**Given data**
=====

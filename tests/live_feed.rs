//! Live check against the DhanHQ market feed.
//!
//! # Running
//!
//! These tests require real DhanHQ credentials. Set the following environment
//! variables before running:
//!
//! ```sh
//! export DHAN_CLIENT_ID="your-client-id"
//! export DHAN_ACCESS_TOKEN="your-access-token"
//! cargo test --test live_feed -- --nocapture
//! ```
//!
//! Without these env vars, every test is silently skipped. Outside market
//! hours the feed may stay quiet; the tests then only check the handshake.

use std::time::Duration;

use dhan_feed::config::{FeedConfig, FeedConfigBuilder};
use dhan_feed::types::enums::{ExchangeSegment, FeedProtocol, FeedType};
use dhan_feed::types::instrument::InstrumentSpec;
use dhan_feed::{FeedSession, SessionState};

/// HDFC Bank on NSE, a liquid, well-known security for testing.
const HDFC_SECURITY_ID: &str = "1333";

fn live_config(protocol: FeedProtocol, feed_type: FeedType) -> Option<FeedConfig> {
    let builder = FeedConfigBuilder::from_env().ok()?;
    Some(
        builder
            .protocol(protocol)
            .instrument(InstrumentSpec::with_feed_type(ExchangeSegment::NSE_EQ, HDFC_SECURITY_ID, feed_type))
            .build(),
    )
}

/// Macro to skip a test when credentials are missing.
macro_rules! require_config {
    ($protocol:expr, $feed_type:expr) => {
        match live_config($protocol, $feed_type) {
            Some(c) => c,
            None => {
                eprintln!("⏭  Skipped (DHAN_CLIENT_ID / DHAN_ACCESS_TOKEN not set)");
                return;
            }
        }
    };
}

fn init_tracing() {
    let _ = tracing_subscriber::fmt()
        .with_env_filter(tracing_subscriber::EnvFilter::from_default_env())
        .with_test_writer()
        .try_init();
}

async fn stream_briefly(mut session: FeedSession) {
    session.run().await.expect("run failed");
    assert_eq!(session.state(), SessionState::Streaming);

    match tokio::time::timeout(Duration::from_secs(10), session.next_tick()).await {
        Ok(Ok(Some(tick))) => {
            eprintln!("✓ tick for {}: {tick:?}", tick.security_id());
        }
        Ok(Ok(None)) => panic!("feed closed by server"),
        Ok(Err(e)) => assert!(!e.is_terminal(), "session failed: {e}"),
        Err(_) => eprintln!("no tick within 10s (market closed?)"),
    }

    session.disconnect().await.expect("disconnect failed");
    assert_eq!(session.state(), SessionState::Disconnected);
}

// ===================================================================
// Market feed
// ===================================================================

#[tokio::test]
async fn test_live_v2_ticker() {
    init_tracing();
    let config = require_config!(FeedProtocol::V2, FeedType::Ticker);
    stream_briefly(FeedSession::new(config).expect("new failed")).await;
}

#[tokio::test]
async fn test_live_v2_quote() {
    init_tracing();
    let config = require_config!(FeedProtocol::V2, FeedType::Quote);
    stream_briefly(FeedSession::new(config).expect("new failed")).await;
}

=====

**Prompt**
Each line above with the string "types" should be reported in full.

**Solution to this task**
use dhan_feed::types::enums::{ExchangeSegment, FeedProtocol, FeedType};
use dhan_feed::types::instrument::InstrumentSpec;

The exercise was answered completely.